A brief illustration

Suppose a trader holds 100 units bought at ₹500 each (cost ₹50,000). Due to a market downturn, each unit can now be sold for only ₹460, and selling costs are ₹20 per unit, giving an NRV of ₹440 per unit (₹44,000 in total). Because NRV (₹44,000) is below cost (₹50,000), AS 2 requires the inventory to be written down to ₹44,000, and the ₹6,000 difference is recognised as an expense (a write-down) in the current period. The stock is now carried at the amount the business genuinely expects to realise, and the loss is recognised when it is foreseen rather than when the goods are eventually sold.

How AS 2 compares with Ind AS 2

AS 2 and Ind AS 2 are broadly similar in their core principle — both require inventories at the lower of cost and NRV, both permit FIFO and weighted average, and both prohibit LIFO. The differences are largely in detail and emphasis. Ind AS 2 contains more explicit guidance in some areas, deals specifically with the treatment of certain costs (such as a more detailed approach to deferred-settlement purchase terms, where the difference between the purchase price for normal credit terms and the amount paid may be treated as interest), and has somewhat fuller disclosure requirements. For most ordinary inventory situations, however, the two standards lead to substantially the same valuation, and the lower-of-cost-and-NRV principle is identical.

Common pitfalls

Recurring problems include valuing inventory at cost without ever testing it against NRV (so obsolete or slow-moving stock sits overstated); including selling, administrative, or abnormal-wastage costs in inventory cost when they should be expensed; capitalising fixed overheads on the basis of actual low production rather than normal capacity, thereby overstating inventory in a slow period; and assessing NRV on the inventory as a whole rather than item by item, which can hide write-downs needed on specific lines.

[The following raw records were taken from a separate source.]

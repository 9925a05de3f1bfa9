use rayon::prelude::*;
use tracing::debug;

use crate::error::PipelineError;
use crate::frame::{FrameContext, Metrics, ProcessingResult};
use crate::pipeline::FramePipeline;

/// Processes frames on the rayon pool. `make_pipeline` runs once per rayon
/// work split (at least once per busy thread, possibly more), and each
/// pipeline is used by one split only. Results keep the order of `contexts`.
/// If `make_pipeline` fails, the frames of that split come back failed with
/// their input unmodified.
pub fn process_frames_parallel<F>(contexts: &[FrameContext], make_pipeline: F) -> Vec<ProcessingResult>
where
    F: Fn() -> Result<FramePipeline, PipelineError> + Sync + Send,
{
    debug!(
        "processing {} frames on {} threads",
        contexts.len(),
        rayon::current_num_threads()
    );
    contexts
        .par_iter()
        .map_init(
            || make_pipeline(),
            |pipeline, ctx| match pipeline {
                Ok(pipeline) => pipeline.process_frame(ctx),
                Err(e) => ProcessingResult::failed(&ctx.input_frame, e, Metrics::new()),
            },
        )
        .collect()
}
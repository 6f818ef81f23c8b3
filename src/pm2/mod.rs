// Pm2 module - Client for the external process manager

use crate::error::{Result, VigilError};
use std::path::{Path, PathBuf};
use std::process::Output;
use tokio::process::Command;
use tracing::debug;

/// Lifecycle commands the supervisor issues to the external process manager.
///
/// `restart` and `start` report failure with the manager's diagnostic text;
/// `delete` and `save` failures are ignorable at the call sites that use them.
pub trait ServiceManager {
    fn restart(&self, service: &str) -> impl std::future::Future<Output = Result<()>> + Send;
    fn delete(&self, service: &str) -> impl std::future::Future<Output = Result<()>> + Send;
    fn start(
        &self,
        script: &Path,
        service: &str,
    ) -> impl std::future::Future<Output = Result<()>> + Send;
    fn save(&self) -> impl std::future::Future<Output = Result<()>> + Send;
}

/// Service manager client that drives a pm2 installation
pub struct Pm2Client {
    pm2_path: PathBuf,
}

impl Pm2Client {
    pub fn new(pm2_path: impl Into<PathBuf>) -> Self {
        Self {
            pm2_path: pm2_path.into(),
        }
    }

    async fn exec(&self, args: &[&str]) -> Result<()> {
        let command_line = format!("{} {}", self.pm2_path.display(), args.join(" "));
        debug!("Running service manager command: {}", command_line);

        let output: Output = Command::new(&self.pm2_path)
            .args(args)
            .output()
            .await
            .map_err(|e| {
                VigilError::ServiceManagerUnavailable(format!(
                    "Failed to run {}: {}",
                    self.pm2_path.display(),
                    e
                ))
            })?;

        if output.status.success() {
            Ok(())
        } else {
            Err(VigilError::ServiceCommand {
                command: command_line,
                diagnostic: diagnostic_text(&output),
            })
        }
    }
}

/// Prefer stderr for the diagnostic, falling back to stdout and finally the
/// exit status when the manager printed nothing.
fn diagnostic_text(output: &Output) -> String {
    let stderr = String::from_utf8_lossy(&output.stderr);
    let trimmed = stderr.trim();
    if !trimmed.is_empty() {
        return trimmed.to_string();
    }

    let stdout = String::from_utf8_lossy(&output.stdout);
    let trimmed = stdout.trim();
    if !trimmed.is_empty() {
        return trimmed.to_string();
    }

    format!("exited with {}", output.status)
}

impl ServiceManager for Pm2Client {
    async fn restart(&self, service: &str) -> Result<()> {
        self.exec(&["restart", service]).await
    }

    async fn delete(&self, service: &str) -> Result<()> {
        self.exec(&["delete", service]).await
    }

    async fn start(&self, script: &Path, service: &str) -> Result<()> {
        let script = script.to_string_lossy();
        self.exec(&["start", script.as_ref(), "--name", service])
            .await
    }

    async fn save(&self) -> Result<()> {
        self.exec(&["save", "--force"]).await
    }
}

Why this is cleaner on a unified system

Inventory valuation is far more reliable when the inventory records, the purchase and production costs, and the accounting all live in one connected system rather than being reconciled across separate tools. When cost data flows directly into valuation and into the ledger, the lower-of-cost-and-NRV assessment is based on a single, consistent set of figures — which is exactly the kind of perpetual, costed inventory approach a unified platform makes possible, and which our accounting guides describe in more detail.

This article is a detailed educational summary of AS 2 in plain language. It is not a substitute for the full text of the standard. Accounting standards are amended from time to time; always verify the current, authoritative text of AS 2 as issued by the ICAI before relying on it, and consult a qualified chartered accountant for application to your specific circumstances.